◆ Material for the task ◆

//! Server-side HTML for the three pages.

use axum::http::StatusCode;
use std::fmt::Write;

use crate::forms::{FormErrors, VideoForm};
use crate::videos::Video;

#[derive(Debug, Clone, Copy, PartialEq, Eq)]
pub enum Level {
    Warning,
}

impl Level {
    fn css_class(self) -> &'static str {
        match self {
            Level::Warning => "warning",
        }
    }
}

/// A notice shown once on the page rendered for the current request.
#[derive(Debug, Clone, PartialEq, Eq)]
pub struct Message {
    pub level: Level,
    pub text: String,
}

impl Message {
    pub fn warning(text: impl Into<String>) -> Self {
        Self {
            level: Level::Warning,
            text: text.into(),
        }
    }
}

pub fn escape(raw: &str) -> String {
    let mut out = String::with_capacity(raw.len());
    for c in raw.chars() {
        match c {
            '&' => out.push_str("&amp;"),
            '<' => out.push_str("&lt;"),
            '>' => out.push_str("&gt;"),
            '"' => out.push_str("&quot;"),
            '\'' => out.push_str("&#x27;"),
            _ => out.push(c),
        }
    }
    out
}

fn layout(title: &str, messages: &[Message], content: &str) -> String {
    let mut notices = String::new();
    if !messages.is_empty() {
        notices.push_str("<ul class=\"messages\">");
        for message in messages {
            let _ = write!(
                notices,
                "<li class=\"{}\">{}</li>",
                message.level.css_class(),
                escape(&message.text)
            );
        }
        notices.push_str("</ul>");
    }

    format!(
        "<!DOCTYPE html>\n<html lang=\"en\">\n<head>\n<meta charset=\"utf-8\">\n<title>{title}</title>\n</head>\n<body>\n\
         <nav><a href=\"/\">Home</a> | <a href=\"/add\">Add Video</a> | <a href=\"/video_list\">Video List</a></nav>\n\
         {notices}\n<main>\n{content}\n</main>\n</body>\n</html>\n",
        title = escape(title),
        notices = notices,
        content = content,
    )
}

pub fn home_page(app_name: &str) -> String {
    let content = format!(
        "<h1>{}</h1>\n<p>Save the YouTube videos you want to come back to.</p>\n\
         <p><a href=\"/add\">Add a video</a> or <a href=\"/video_list\">browse your collection</a>.</p>",
        escape(app_name)
    );
    layout(app_name, &[], &content)
}

fn field_errors(errors: &FormErrors, field: &str) -> String {
    errors
        .field(field)
        .iter()
        .map(|e| format!("<span class=\"error\">{}</span>", escape(e)))
        .collect()
}

pub fn add_page(form: &VideoForm, errors: &FormErrors, messages: &[Message]) -> String {
    let value = |v: &Option<String>| escape(v.as_deref().unwrap_or_default());

    let content = format!(
        "<h2>Add Video</h2>\n\
         <form method=\"post\" action=\"/add\">\n\
         <p><label for=\"name\">Name</label> <input id=\"name\" name=\"name\" maxlength=\"200\" required value=\"{name}\">{name_errors}</p>\n\
         <p><label for=\"url\">Url</label> <input id=\"url\" name=\"url\" maxlength=\"400\" required value=\"{url}\">{url_errors}</p>\n\
         <p><label for=\"notes\">Notes</label> <textarea id=\"notes\" name=\"notes\">{notes}</textarea>{notes_errors}</p>\n\
         <button type=\"submit\">Add</button>\n\
         </form>",
        name = value(&form.name),
        name_errors = field_errors(errors, "name"),
        url = value(&form.url),
        url_errors = field_errors(errors, "url"),
        notes = value(&form.notes),
        notes_errors = field_errors(errors, "notes"),
    );
    layout("Add Video", messages, &content)
}

pub fn video_count(count: usize) -> String {
    if count == 1 {
        "1 Video".to_string()
    } else {
        format!("{} Videos", count)
    }
}

pub fn video_list_page(videos: &[Video], search_term: Option<&str>) -> String {
    let mut content = format!(
        "<h2>Video List</h2>\n\
         <form method=\"get\" action=\"/video_list\">\n\
         <input name=\"search_term\" placeholder=\"Search by name\" value=\"{}\">\n\
         <button type=\"submit\">Search</button> <a href=\"/video_list\">Clear</a>\n\
         </form>\n<h3>{}</h3>\n",
        escape(search_term.unwrap_or_default()),
        video_count(videos.len()),
    );

    if videos.is_empty() {
        content.push_str("<p>No Videos Found!</p>");
    }

    for video in videos {
        let notes = video
            .notes
            .as_deref()
            .map(|n| format!("<p class=\"notes\">{}</p>", escape(n)))
            .unwrap_or_default();

        let _ = write!(
            content,
            "<article class=\"video\">\n<h4>{name}</h4>\n<p><a href=\"{url}\">{url}</a></p>\n{notes}\n\
             <iframe width=\"420\" height=\"315\" src=\"{embed}\" title=\"{name}\" allowfullscreen></iframe>\n</article>\n",
            name = escape(&video.name),
            url = escape(&video.url),
            notes = notes,
            embed = escape(&video.embed_url()),
        );
    }

    layout("Video List", &[], &content)
}

pub fn error_page(status: StatusCode, message: &str) -> String {
    let content = format!(
        "<h2>{}</h2>\n<p>{}</p>",
        status,
        escape(message)
    );
    layout("Error", &[], &content)
}

#[cfg(test)]
mod tests {
    use super::*;

    fn video(id: i64, name: &str, notes: Option<&str>) -> Video {
        Video {
            id,
            name: name.to_string(),
            url: format!("https://www.youtube.com/watch?v={}", id),
            notes: notes.map(String::from),
            video_id: id.to_string(),
        }
    }

    #[test]
    fn escapes_markup() {
        assert_eq!(
            escape(r#"<a href="x">Tom & Jerry's</a>"#),
            "&lt;a href=&quot;x&quot;&gt;Tom &amp; Jerry&#x27;s&lt;/a&gt;"
        );
    }

    #[test]
    fn counts_are_pluralised() {
        assert_eq!(video_count(0), "0 Videos");
        assert_eq!(video_count(1), "1 Video");
        assert_eq!(video_count(2), "2 Videos");
    }

    #[test]
    fn empty_list_says_so() {
        let page = video_list_page(&[], Some("HELLO"));

        assert!(page.contains("0 Videos"));
        assert!(page.contains("No Videos Found!"));
        assert!(page.contains("value=\"HELLO\""));
    }

    #[test]
    fn list_renders_each_video() {
        let page = video_list_page(
            &[video(1, "<b>abc</b>", Some("example")), video(2, "lmn", None)],
            None,
        );

        assert!(page.contains("2 Videos"));
        assert!(!page.contains("No Videos Found!"));
        assert!(page.contains("&lt;b&gt;abc&lt;/b&gt;"));
        assert!(page.contains("https://www.youtube.com/embed/1"));
        assert!(page.contains("https://www.youtube.com/watch?v=2"));
        assert!(page.contains("example"));
    }

    #[test]
    fn add_page_keeps_input_and_shows_messages() {
        let form = VideoForm {
            name: Some("abc".to_string()),
            url: Some("https://github.com".to_string()),
            notes: None,
        };
        let page = add_page(
            &form,
            &FormErrors::default(),
            &[Message::warning("Invalid Youtube URL")],
        );

        assert!(page.contains("value=\"abc\""));
        assert!(page.contains("value=\"https://github.com\""));
        assert!(page.contains("<li class=\"warning\">Invalid Youtube URL</li>"));
    }

    #[test]
    fn home_page_shows_app_name() {
        assert!(home_page("The Weeknd's mind").contains("The Weeknd&#x27;s mind"));
    }
}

◆ Exercise details ◆
Copy out each entry exactly, leaving nothing out.

◆ Solution to this problem ◆
//! Server-side HTML for the three pages.

use axum::http::StatusCode;
use std::fmt::Write;

use crate::forms::{FormErrors, VideoForm};
use crate::videos::Video;

#[derive(Debug, Clone, Copy, PartialEq, Eq)]
pub enum Level {
    Warning,
}

impl Level {
    fn css_class(self) -> &'static str {
        match self {
            Level::Warning => "warning",
        }
    }
}

/// A notice shown once on the page rendered for the current request.
#[derive(Debug, Clone, PartialEq, Eq)]
pub struct Message {
    pub level: Level,
    pub text: String,
}

impl Message {
    pub fn warning(text: impl Into<String>) -> Self {
        Self {
            level: Level::Warning,
            text: text.into(),
        }
    }
}

pub fn escape(raw: &str) -> String {
    let mut out = String::with_capacity(raw.len());
    for c in raw.chars() {
        match c {
            '&' => out.push_str("&amp;"),
            '<' => out.push_str("&lt;"),
            '>' => out.push_str("&gt;"),
            '"' => out.push_str("&quot;"),
            '\'' => out.push_str("&#x27;"),
            _ => out.push(c),
        }
    }
    out
}

fn layout(title: &str, messages: &[Message], content: &str) -> String {
    let mut notices = String::new();
    if !messages.is_empty() {
        notices.push_str("<ul class=\"messages\">");
        for message in messages {
            let _ = write!(
                notices,
                "<li class=\"{}\">{}</li>",
                message.level.css_class(),
                escape(&message.text)
            );
        }
        notices.push_str("</ul>");
    }

    format!(
        "<!DOCTYPE html>\n<html lang=\"en\">\n<head>\n<meta charset=\"utf-8\">\n<title>{title}</title>\n</head>\n<body>\n\
         <nav><a href=\"/\">Home</a> | <a href=\"/add\">Add Video</a> | <a href=\"/video_list\">Video List</a></nav>\n\
         {notices}\n<main>\n{content}\n</main>\n</body>\n</html>\n",
        title = escape(title),
        notices = notices,
        content = content,
    )
}

pub fn home_page(app_name: &str) -> String {
    let content = format!(
        "<h1>{}</h1>\n<p>Save the YouTube videos you want to come back to.</p>\n\
         <p><a href=\"/add\">Add a video</a> or <a href=\"/video_list\">browse your collection</a>.</p>",
        escape(app_name)
    );
    layout(app_name, &[], &content)
}

fn field_errors(errors: &FormErrors, field: &str) -> String {
    errors
        .field(field)
        .iter()
        .map(|e| format!("<span class=\"error\">{}</span>", escape(e)))
        .collect()
}

pub fn add_page(form: &VideoForm, errors: &FormErrors, messages: &[Message]) -> String {
    let value = |v: &Option<String>| escape(v.as_deref().unwrap_or_default());

    let content = format!(
        "<h2>Add Video</h2>\n\
         <form method=\"post\" action=\"/add\">\n\
         <p><label for=\"name\">Name</label> <input id=\"name\" name=\"name\" maxlength=\"200\" required value=\"{name}\">{name_errors}</p>\n\
         <p><label for=\"url\">Url</label> <input id=\"url\" name=\"url\" maxlength=\"400\" required value=\"{url}\">{url_errors}</p>\n\
         <p><label for=\"notes\">Notes</label> <textarea id=\"notes\" name=\"notes\">{notes}</textarea>{notes_errors}</p>\n\
         <button type=\"submit\">Add</button>\n\
         </form>",
        name = value(&form.name),
        name_errors = field_errors(errors, "name"),
        url = value(&form.url),
        url_errors = field_errors(errors, "url"),
        notes = value(&form.notes),
        notes_errors = field_errors(errors, "notes"),
    );
    layout("Add Video", messages, &content)
}

pub fn video_count(count: usize) -> String {
    if count == 1 {
        "1 Video".to_string()
    } else {
        format!("{} Videos", count)
    }
}

pub fn video_list_page(videos: &[Video], search_term: Option<&str>) -> String {
    let mut content = format!(
        "<h2>Video List</h2>\n\
         <form method=\"get\" action=\"/video_list\">\n\
         <input name=\"search_term\" placeholder=\"Search by name\" value=\"{}\">\n\
         <button type=\"submit\">Search</button> <a href=\"/video_list\">Clear</a>\n\
         </form>\n<h3>{}</h3>\n",
        escape(search_term.unwrap_or_default()),
        video_count(videos.len()),
    );

    if videos.is_empty() {
        content.push_str("<p>No Videos Found!</p>");
    }

    for video in videos {
        let notes = video
            .notes
            .as_deref()
            .map(|n| format!("<p class=\"notes\">{}</p>", escape(n)))
            .unwrap_or_default();

        let _ = write!(
            content,
            "<article class=\"video\">\n<h4>{name}</h4>\n<p><a href=\"{url}\">{url}</a></p>\n{notes}\n\
             <iframe width=\"420\" height=\"315\" src=\"{embed}\" title=\"{name}\" allowfullscreen></iframe>\n</article>\n",
            name = escape(&video.name),
            url = escape(&video.url),
            notes = notes,
            embed = escape(&video.embed_url()),
        );
    }

    layout("Video List", &[], &content)
}

pub fn error_page(status: StatusCode, message: &str) -> String {
    let content = format!(
        "<h2>{}</h2>\n<p>{}</p>",
        status,
        escape(message)
    );
    layout("Error", &[], &content)
}

#[cfg(test)]
mod tests {
    use super::*;

    fn video(id: i64, name: &str, notes: Option<&str>) -> Video {
        Video {
            id,
            name: name.to_string(),
            url: format!("https://www.youtube.com/watch?v={}", id),
            notes: notes.map(String::from),
            video_id: id.to_string(),
        }
    }

    #[test]
    fn escapes_markup() {
        assert_eq!(
            escape(r#"<a href="x">Tom & Jerry's</a>"#),
            "&lt;a href=&quot;x&quot;&gt;Tom &amp; Jerry&#x27;s&lt;/a&gt;"
        );
    }

    #[test]
    fn counts_are_pluralised() {
        assert_eq!(video_count(0), "0 Videos");
        assert_eq!(video_count(1), "1 Video");
        assert_eq!(video_count(2), "2 Videos");
    }

    #[test]
    fn empty_list_says_so() {
        let page = video_list_page(&[], Some("HELLO"));

        assert!(page.contains("0 Videos"));
        assert!(page.contains("No Videos Found!"));
        assert!(page.contains("value=\"HELLO\""));
    }

    #[test]
    fn list_renders_each_video() {
        let page = video_list_page(
            &[video(1, "<b>abc</b>", Some("example")), video(2, "lmn", None)],
            None,
        );

        assert!(page.contains("2 Videos"));
        assert!(!page.contains("No Videos Found!"));
        assert!(page.contains("&lt;b&gt;abc&lt;/b&gt;"));
        assert!(page.contains("https://www.youtube.com/embed/1"));
        assert!(page.contains("https://www.youtube.com/watch?v=2"));
        assert!(page.contains("example"));
    }

    #[test]
    fn add_page_keeps_input_and_shows_messages() {
        let form = VideoForm {
            name: Some("abc".to_string()),
            url: Some("https://github.com".to_string()),
            notes: None,
        };
        let page = add_page(
            &form,
            &FormErrors::default(),
            &[Message::warning("Invalid Youtube URL")],
        );

        assert!(page.contains("value=\"abc\""));
        assert!(page.contains("value=\"https://github.com\""));
        assert!(page.contains("<li class=\"warning\">Invalid Youtube URL</li>"));
    }

    #[test]
    fn home_page_shows_app_name() {
        assert!(home_page("The Weeknd's mind").contains("The Weeknd&#x27;s mind"));
    }
}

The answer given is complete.